| Work instruction |
Look through the lines below for the word "Like", and copy every line that has it.

| Dataset |
//! JSON comparison plans.
//!
//! A plan names the domain set to run in, the input signals, optional
//! labels, and which built-in operators and products to register:
//!
//! ```json
//! {
//!   "name": "smoke",
//!   "domain": "time_freq",
//!   "signals": [[1.0, 2.0, 3.0], [[1.0, 0.5], [2.0, 0.0], [0.0, -1.0]]],
//!   "labels": ["ref", "dut"],
//!   "operators": ["diff"],
//!   "products": ["mean", "rms"],
//!   "window": {"kind": "fraction", "start": 0.0, "stop": 0.5}
//! }
//! ```
//!
//! Complex samples are written as `[re, im]` pairs.

use std::path::Path;

use comparator_core::{ComparatorError, OperationDomain, Representation, Signal};
use num_complex::Complex64;
use serde::{Deserialize, Serialize};

use crate::error::HarnessError;

/// Which comparators a plan runs in.
#[derive(Debug, Default, Clone, Copy, PartialEq, Eq, Serialize, Deserialize)]
#[serde(rename_all = "snake_case")]
pub enum DomainKind {
    /// No transform, no alignment.
    Plain,
    /// Time-aligned, untransformed.
    #[default]
    Time,
    /// Forward FFT.
    Freq,
    /// Both `time` and `freq`.
    TimeFreq,
}

/// One input sequence: plain numbers, or `[re, im]` pairs.
#[derive(Debug, Clone, PartialEq, Serialize, Deserialize)]
#[serde(untagged)]
pub enum SignalInput {
    Real(Vec<f64>),
    Complex(Vec<[f64; 2]>),
}

impl SignalInput {
    #[must_use]
    pub fn to_signal(&self) -> Signal {
        match self {
            Self::Real(v) => Signal::Real(v.clone()),
            Self::Complex(v) => {
                Signal::Complex(v.iter().map(|&[re, im]| Complex64::new(re, im)).collect())
            }
        }
    }
}

/// Operation window.
#[derive(Debug, Clone, PartialEq, Serialize, Deserialize)]
#[serde(tag = "kind", rename_all = "snake_case")]
pub enum WindowInput {
    Absolute {
        start: usize,
        #[serde(default)]
        stop: Option<usize>,
    },
    Fraction {
        start: f64,
        stop: f64,
    },
}

impl WindowInput {
    pub fn to_domain(&self) -> Result<OperationDomain, ComparatorError> {
        match *self {
            Self::Absolute { start, stop } => Ok(OperationDomain::Absolute { start, stop }),
            Self::Fraction { start, stop } => OperationDomain::fraction(start, stop),
        }
    }
}

#[derive(Debug, Clone, PartialEq, Serialize, Deserialize)]
pub struct ComparisonPlan {
    pub name: String,
    #[serde(default)]
    pub domain: DomainKind,
    pub signals: Vec<SignalInput>,
    #[serde(default, skip_serializing_if = "Option::is_none")]
    pub labels: Option<Vec<String>>,
    pub operators: Vec<String>,
    #[serde(default)]
    pub products: Vec<String>,
    /// `cartesian` or `polar`; the process default when absent.
    #[serde(default, skip_serializing_if = "Option::is_none")]
    pub representation: Option<String>,
    #[serde(default, skip_serializing_if = "Option::is_none")]
    pub window: Option<WindowInput>,
    /// Overrides the domain's own alignment setting.
    #[serde(default, skip_serializing_if = "Option::is_none")]
    pub align: Option<bool>,
    /// Number format for plain-text reports, e.g. `.6e`.
    #[serde(default, skip_serializing_if = "Option::is_none")]
    pub format: Option<String>,
}

impl ComparisonPlan {
    pub fn from_json(json: &str) -> Result<Self, serde_json::Error> {
        serde_json::from_str(json)
    }

    pub fn to_json(&self) -> Result<String, serde_json::Error> {
        serde_json::to_string_pretty(self)
    }

    pub fn from_file(path: &Path) -> Result<Self, HarnessError> {
        let content = std::fs::read_to_string(path)?;
        Ok(Self::from_json(&content)?)
    }

    #[must_use]
    pub fn signals(&self) -> Vec<Signal> {
        self.signals.iter().map(SignalInput::to_signal).collect()
    }

    pub fn representation(&self) -> Result<Option<Representation>, HarnessError> {
        self.representation
            .as_deref()
            .map(|raw| {
                Representation::from_str_loose(raw).ok_or_else(|| {
                    HarnessError::InvalidPlan(format!(
                        "unknown representation {raw:?}, expected cartesian|polar"
                    ))
                })
            })
            .transpose()
    }
}
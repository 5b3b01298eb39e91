//! Tagged tree shared by both result containers.

/// One node of a result tree.
///
/// Operator results nest `arity` levels of `Branch` (one child per input
/// signal), then one `Branch` of channels, then `Leaf` arrays. `Empty` marks
/// a combination that was not evaluated; the engine itself never produces
/// one, but trees imported from elsewhere may.
#[derive(Debug, Clone, PartialEq)]
pub enum Node<T> {
    Empty,
    Leaf(T),
    Branch(Vec<Node<T>>),
}

impl<T> Node<T> {
    #[must_use]
    pub const fn is_leaf(&self) -> bool {
        matches!(self, Self::Leaf(_))
    }

    #[must_use]
    pub const fn is_empty_node(&self) -> bool {
        matches!(self, Self::Empty)
    }

    #[must_use]
    pub const fn as_leaf(&self) -> Option<&T> {
        match self {
            Self::Leaf(v) => Some(v),
            _ => None,
        }
    }

    #[must_use]
    pub fn children(&self) -> &[Node<T>] {
        match self {
            Self::Branch(c) => c,
            _ => &[],
        }
    }

    /// Number of children (0 for leaves and empty nodes).
    #[must_use]
    pub fn len(&self) -> usize {
        self.children().len()
    }

    #[must_use]
    pub fn get(&self, index: usize) -> Option<&Node<T>> {
        self.children().get(index)
    }

    /// Follow `path` one level at a time, stopping early at a leaf or an
    /// empty node. Returns the node reached and how many indices were used.
    ///
    /// Fails with the first index that is out of range for its branch.
    pub fn descend(&self, path: &[usize]) -> Result<(&Node<T>, usize), (usize, usize)> {
        let mut node = self;
        for (used, &i) in path.iter().enumerate() {
            match node {
                Self::Branch(children) => {
                    node = children.get(i).ok_or((i, children.len()))?;
                }
                Self::Leaf(_) | Self::Empty => return Ok((node, used)),
            }
        }
        Ok((node, path.len()))
    }

    /// Number of `Branch` levels above the first reachable leaf.
    #[must_use]
    pub fn depth(&self) -> usize {
        match self {
            Self::Branch(children) => children
                .iter()
                .find(|c| !c.is_empty_node())
                .map_or(1, |c| 1 + c.depth()),
            _ => 0,
        }
    }

    /// First leaf in depth-first order, skipping empty nodes.
    #[must_use]
    pub fn first_leaf(&self) -> Option<&T> {
        match self {
            Self::Leaf(v) => Some(v),
            Self::Empty => None,
            Self::Branch(children) => children.iter().find_map(Node::first_leaf),
        }
    }

    /// All leaves in depth-first order.
    #[must_use]
    pub fn leaves(&self) -> Vec<&T> {
        let mut out = Vec::new();
        self.collect_leaves(&mut out);
        out
    }

    fn collect_leaves<'a>(&'a self, out: &mut Vec<&'a T>) {
        match self {
            Self::Leaf(v) => out.push(v),
            Self::Empty => {}
            Self::Branch(children) => {
                for c in children {
                    c.collect_leaves(out);
                }
            }
        }
    }

    /// Same-shape tree with every leaf transformed by `f`.
    pub fn map<U>(&self, f: &mut impl FnMut(&T) -> U) -> Node<U> {
        match self {
            Self::Empty => Node::Empty,
            Self::Leaf(v) => Node::Leaf(f(v)),
            Self::Branch(children) => Node::Branch(children.iter().map(|c| c.map(f)).collect()),
        }
    }

    /// Like [`Node::map`], but `f` may turn a leaf into an empty node.
    pub fn filter_map<U>(&self, f: &mut impl FnMut(&T) -> Option<U>) -> Node<U> {
        match self {
            Self::Empty => Node::Empty,
            Self::Leaf(v) => f(v).map_or(Node::Empty, Node::Leaf),
            Self::Branch(children) => {
                Node::Branch(children.iter().map(|c| c.filter_map(f)).collect())
            }
        }
    }

    /// Nested-bracket text, leaves rendered by `leaf` and empty nodes as `None`.
    pub fn render_with(&self, leaf: &mut impl FnMut(&T) -> String) -> String {
        let mut out = String::new();
        self.render_into(&mut out, leaf);
        out
    }

    fn render_into(&self, out: &mut String, leaf: &mut impl FnMut(&T) -> String) {
        match self {
            Self::Empty => out.push_str("None"),
            Self::Leaf(v) => out.push_str(&leaf(v)),
            Self::Branch(children) => {
                out.push('[');
                for (i, c) in children.iter().enumerate() {
                    if i > 0 {
                        out.push_str(", ");
                    }
                    c.render_into(out, leaf);
                }
                out.push(']');
            }
        }
    }
}

#[cfg(test)]
mod tests {
    use super::*;

    fn grid() -> Node<u8> {
        Node::Branch(vec![
            Node::Branch(vec![Node::Leaf(1), Node::Leaf(2)]),
            Node::Branch(vec![Node::Empty, Node::Leaf(4)]),
        ])
    }

    #[test]
    fn descend_stops_at_leaf_and_empty() {
        let t = grid();
        assert_eq!(t.descend(&[0, 1]).unwrap(), (&Node::Leaf(2), 2));
        assert_eq!(t.descend(&[0, 1, 7, 7]).unwrap(), (&Node::Leaf(2), 2));
        assert_eq!(t.descend(&[1, 0, 0]).unwrap(), (&Node::Empty, 2));
        assert_eq!(t.descend(&[5]).unwrap_err(), (5, 2));
    }

    #[test]
    fn depth_and_leaves() {
        let t = grid();
        assert_eq!(t.depth(), 2);
        assert_eq!(t.leaves(), vec![&1, &2, &4]);
        assert_eq!(t.first_leaf(), Some(&1));
    }

    #[test]
    fn map_preserves_shape() {
        let t = grid().map(&mut |v| u32::from(*v) * 10);
        assert_eq!(t.descend(&[1, 1]).unwrap().0, &Node::Leaf(40));
        assert!(t.get(1).and_then(|r| r.get(0)).is_some_and(Node::is_empty_node));
    }

    #[test]
    fn filter_map_introduces_empty() {
        let t = grid().filter_map(&mut |v| (*v % 2 == 0).then_some(*v));
        assert_eq!(t.leaves(), vec![&2, &4]);
    }

    #[test]
    fn render_nested_brackets() {
        let text = grid().render_with(&mut |v| v.to_string());
        assert_eq!(text, "[[1, 2], [None, 4]]");
    }
}
impl SingleDomainComparator {
    /// Comparator with no transform and no alignment.
    #[must_use]
    pub fn new(name: impl Into<String>) -> Self {
        Self::with_transforms(name, None, None)
    }

    #[must_use]
    pub fn with_transforms(
        name: impl Into<String>,
        forward: Option<Arc<dyn SignalTransform>>,
        inverse: Option<Arc<dyn SignalTransform>>,
    ) -> Self {
        Self {
            name: name.into(),
            forward,
            inverse,
            operators: Registry::new(),
            products: Registry::new(),
            domain: OperationDomain::Full,
            representation: default_representation(),
            align: false,
        }
    }

    /// Time-domain comparator: signals after the first are aligned to it.
    #[must_use]
    pub fn time_domain(name: impl Into<String>) -> Self {
        let mut c = Self::new(name);
        c.align = true;
        c
    }

    /// Frequency-domain comparator: forward FFT, inverse FFT.
    #[must_use]
    pub fn frequency_domain(name: impl Into<String>) -> Self {
        Self::with_transforms(name, Some(Arc::new(Fft)), Some(Arc::new(InverseFft)))
    }

    #[must_use]
    pub fn name(&self) -> &str {
        &self.name
    }

    #[must_use]
    pub fn forward_transform(&self) -> Option<&dyn SignalTransform> {
        self.forward.as_deref()
    }

    #[must_use]
    pub fn inverse_transform(&self) -> Option<&dyn SignalTransform> {
        self.inverse.as_deref()
    }

    #[must_use]
    pub const fn operators(&self) -> &Registry<Operator> {
        &self.operators
    }

    pub fn operators_mut(&mut self) -> &mut Registry<Operator> {
        &mut self.operators
    }

    #[must_use]
    pub const fn products(&self) -> &Registry<Product> {
        &self.products
    }

    pub fn products_mut(&mut self) -> &mut Registry<Product> {
        &mut self.products
    }

    #[must_use]
    pub const fn domain(&self) -> &OperationDomain {
        &self.domain
    }

    pub fn set_domain(&mut self, domain: impl Into<OperationDomain>) {
        self.domain = domain.into();
    }

    #[must_use]
    pub const fn representation(&self) -> Representation {
        self.representation
    }

    pub fn set_representation(&mut self, representation: Representation) {
        self.representation = representation;
    }

    #[must_use]
    pub const fn alignment(&self) -> bool {
        self.align
    }

    pub fn set_alignment(&mut self, align: bool) {
        self.align = align;
    }

    /// Truncate to the shared minimum length, align (if enabled), window and
    /// apply the forward transform. Inputs are never modified.
    pub fn transform(&self, signals: &[Signal]) -> Result<Vec<Signal>> {
        let min_size = signals
            .iter()
            .map(Signal::len)
            .min()
            .ok_or(ComparatorError::NoSignals)?;
        if let Some(index) = signals.iter().position(Signal::is_empty) {
            return Err(ComparatorError::EmptySignal { index });
        }

        let mut out: Vec<Signal> = signals.iter().map(|s| s.truncated(min_size)).collect();

        if self.align {
            if let Some((first, rest)) = out.split_first_mut() {
                for (i, s) in rest.iter_mut().enumerate() {
                    let (aligned, delay) = align_to(first, s);
                    debug!(domain = %self.name, index = i + 1, delay, "aligned signal");
                    *s = aligned;
                }
            }
        }

        let window = self.domain.resolve(min_size);
        if window.is_empty() {
            warn!(
                domain = %self.name,
                len = min_size,
                start = window.start,
                stop = window.end,
                "operation domain selects no samples"
            );
            return Err(ComparatorError::EmptySignal { index: 0 });
        }
        for s in &mut out {
            *s = s.slice(window.clone());
        }

        if let Some(forward) = &self.forward {
            for s in &mut out {
                *s = forward.apply(s);
            }
        }
        Ok(out)
    }

    /// Channel decomposition of transformed signals. If any of them is
    /// complex, all are treated as complex so every leaf has two channels.
    fn decompose(representation: Representation, signals: Vec<Signal>) -> Vec<Vec<Channel>> {
        let complex = signals.iter().any(Signal::is_complex);
        signals
            .into_iter()
            .map(|s| {
                let s = if complex { s.into_complex() } else { s };
                representation.channels(&s)
            })
            .collect()
    }

    /// Products of a single transformed signal, one map per channel.
    pub fn operate(&self, signal: &Signal) -> Result<Vec<ProductMap>> {
        let transformed = self.transform(std::slice::from_ref(signal))?;
        let decomposed = Self::decompose(self.representation, transformed);
        decomposed
            .first()
            .map_or(&[][..], Vec::as_slice)
            .iter()
            .map(|c| get_products(&self.products, &c.data))
            .collect()
    }

    /// One registered operator on one ordered pair, one output per channel.
    pub fn compare_pair(&self, a: &Signal, b: &Signal, operator: &str) -> Result<Vec<Vec<f64>>> {
        let op = self
            .operators
            .get(operator)
            .ok_or_else(|| ComparatorError::UnknownOperator(operator.to_string()))?;
        let transformed = self.transform(&[a.clone(), b.clone()])?;
        let decomposed = Self::decompose(self.representation, transformed);
        let [da, db] = decomposed.as_slice() else {
            return Err(ComparatorError::NoSignals);
        };
        da.iter()
            .zip(db)
            .map(|(ca, cb)| op.call(operator, &[ca.data.as_slice(), cb.data.as_slice()]))
            .collect()
    }

    /// Run every registered operator over every combination of `signals`
    /// using the comparator's current representation.
    pub fn compare(&self, signals: &[Signal], labels: Option<Vec<String>>) -> Result<Comparison> {
        self.compare_with(self.representation, signals, labels)
    }

    /// Like [`compare`](Self::compare) with an explicit representation for
    /// this call only.
    pub fn compare_with(
        &self,
        representation: Representation,
        signals: &[Signal],
        labels: Option<Vec<String>>,
    ) -> Result<Comparison> {
        if let Some(l) = &labels {
            if l.len() != signals.len() {
                return Err(ComparatorError::InvalidLabelAssignment {
                    expected: signals.len(),
                    got: l.len(),
                });
            }
        }
        let transformed = self.transform(signals)?;
        let decomposed = Self::decompose(representation, transformed);
        debug!(
            domain = %self.name,
            signals = signals.len(),
            channels = decomposed.first().map_or(0, Vec::len),
            representation = representation.as_str(),
            operators = self.operators.len(),
            products = self.products.len(),
            "compare"
        );

        let mut comparison = Comparison::default();
        for (name, operator) in self.operators.iter() {
            let (ops, prods) = operator_products(name, operator, &decomposed, &self.products)?;
            let mut result = OperatorResult::new(name, ops);
            result.set_labels(labels.clone())?;
            comparison.operators.push((name.to_string(), result));
            comparison
                .products
                .push((name.to_string(), ProductResult::new(prods)));
        }
        Ok(comparison)
    }
}

impl fmt::Debug for SingleDomainComparator {
    fn fmt(&self, f: &mut fmt::Formatter<'_>) -> fmt::Result {
        f.debug_struct("SingleDomainComparator")
            .field("name", &self.name)
            .field("forward", &self.forward.as_ref().map(|t| t.name().to_string()))
            .field("inverse", &self.inverse.as_ref().map(|t| t.name().to_string()))
            .field("operators", &self.operators.names().collect::<Vec<_>>())
            .field("products", &self.products.names().collect::<Vec<_>>())
            .field("domain", &self.domain)
            .field("representation", &self.representation)
            .field("align", &self.align)
            .finish()
    }
}
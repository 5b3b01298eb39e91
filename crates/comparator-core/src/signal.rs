//! Input sequences.

use std::ops::Range;

use num_complex::Complex64;

/// One input sequence, real or complex.
#[derive(Debug, Clone, PartialEq)]
pub enum Signal {
    Real(Vec<f64>),
    Complex(Vec<Complex64>),
}

impl Signal {
    #[must_use]
    pub fn len(&self) -> usize {
        match self {
            Self::Real(v) => v.len(),
            Self::Complex(v) => v.len(),
        }
    }

    #[must_use]
    pub fn is_empty(&self) -> bool {
        self.len() == 0
    }

    #[must_use]
    pub const fn is_complex(&self) -> bool {
        matches!(self, Self::Complex(_))
    }

    /// Owned copy of `range`. The range must lie within the signal.
    #[must_use]
    pub fn slice(&self, range: Range<usize>) -> Self {
        match self {
            Self::Real(v) => Self::Real(v[range].to_vec()),
            Self::Complex(v) => Self::Complex(v[range].to_vec()),
        }
    }

    /// Owned copy of the first `len` samples (or all of them, if shorter).
    #[must_use]
    pub fn truncated(&self, len: usize) -> Self {
        self.slice(0..len.min(self.len()))
    }

    /// Rotate samples right by `shift` (sample `i` moves to `i + shift`).
    #[must_use]
    pub fn rolled(&self, shift: usize) -> Self {
        let mut out = self.clone();
        let n = out.len();
        if n > 0 {
            match &mut out {
                Self::Real(v) => v.rotate_right(shift % n),
                Self::Complex(v) => v.rotate_right(shift % n),
            }
        }
        out
    }

    /// Samples as complex numbers, promoting real data with a zero imaginary part.
    #[must_use]
    pub fn to_complex(&self) -> Vec<Complex64> {
        match self {
            Self::Real(v) => v.iter().map(|&x| Complex64::new(x, 0.0)).collect(),
            Self::Complex(v) => v.clone(),
        }
    }

    #[must_use]
    pub fn into_complex(self) -> Self {
        match self {
            Self::Real(v) => Self::Complex(v.into_iter().map(|x| Complex64::new(x, 0.0)).collect()),
            Self::Complex(v) => Self::Complex(v),
        }
    }

    /// Largest sample magnitude, or 0 for an empty signal.
    #[must_use]
    pub fn peak_magnitude(&self) -> f64 {
        match self {
            Self::Real(v) => v.iter().fold(0.0, |m, x| m.max(x.abs())),
            Self::Complex(v) => v.iter().fold(0.0, |m, z| m.max(z.norm())),
        }
    }
}

impl From<Vec<f64>> for Signal {
    fn from(v: Vec<f64>) -> Self {
        Self::Real(v)
    }
}

impl From<&[f64]> for Signal {
    fn from(v: &[f64]) -> Self {
        Self::Real(v.to_vec())
    }
}

impl From<Vec<Complex64>> for Signal {
    fn from(v: Vec<Complex64>) -> Self {
        Self::Complex(v)
    }
}
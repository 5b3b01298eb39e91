//! Built-in operators and products, looked up by name.

use crate::operator::Operator;
use crate::product::{Product, ProductValue};

pub const OPERATOR_NAMES: [&str; 4] = ["diff", "abs_diff", "ratio", "this"];
pub const PRODUCT_NAMES: [&str; 7] = ["mean", "power", "rms", "max", "min", "argmax", "std"];

fn zip_with(a: &[f64], b: &[f64], f: impl Fn(f64, f64) -> f64) -> Vec<f64> {
    a.iter().zip(b).map(|(&x, &y)| f(x, y)).collect()
}

/// Built-in operator by name.
#[must_use]
pub fn operator(name: &str) -> Option<Operator> {
    let op = match name {
        "diff" => Operator::binary(|a, b| zip_with(a, b, |x, y| x - y)),
        "abs_diff" => Operator::binary(|a, b| zip_with(a, b, |x, y| (x - y).abs())).symmetric(),
        "ratio" => Operator::binary(|a, b| zip_with(a, b, |x, y| x / y)),
        "this" => Operator::unary(|a| a.to_vec()),
        _ => return None,
    };
    Some(op)
}

#[allow(clippy::cast_precision_loss)]
fn mean(v: &[f64]) -> f64 {
    v.iter().sum::<f64>() / v.len() as f64
}

fn power(v: &[f64]) -> f64 {
    let squares: Vec<f64> = v.iter().map(|x| x * x).collect();
    mean(&squares)
}

fn non_empty(v: &[f64]) -> Result<&[f64], String> {
    if v.is_empty() {
        Err("reduction over an empty array".to_string())
    } else {
        Ok(v)
    }
}

/// Index and value of the largest element; the first maximum wins.
#[allow(clippy::cast_precision_loss)]
fn argmax(v: &[f64]) -> Result<ProductValue, String> {
    let v = non_empty(v)?;
    let (index, value) = v
        .iter()
        .copied()
        .enumerate()
        .fold((0, v[0]), |best, (i, x)| if x > best.1 { (i, x) } else { best });
    Ok(ProductValue::Tuple(vec![index as f64, value]))
}

/// Built-in product by name.
#[must_use]
pub fn product(name: &str) -> Option<Product> {
    let p = match name {
        "mean" => Product::new(mean),
        "power" => Product::new(power),
        "rms" => Product::new(|v: &[f64]| power(v).sqrt()),
        "max" => Product::try_new(|v| {
            let v = non_empty(v)?;
            Ok(v.iter().copied().fold(f64::NEG_INFINITY, f64::max).into())
        }),
        "min" => Product::try_new(|v| {
            let v = non_empty(v)?;
            Ok(v.iter().copied().fold(f64::INFINITY, f64::min).into())
        }),
        "argmax" => Product::try_new(argmax),
        "std" => Product::new(|v: &[f64]| {
            let m = mean(v);
            let centered: Vec<f64> = v.iter().map(|x| (x - m).powi(2)).collect();
            mean(&centered).sqrt()
        }),
        _ => return None,
    };
    Some(p)
}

| Response box |
    /// Like [`Node::map`], but `f` may turn a leaf into an empty node.
    /// Like [`compare`](Self::compare) with an explicit representation for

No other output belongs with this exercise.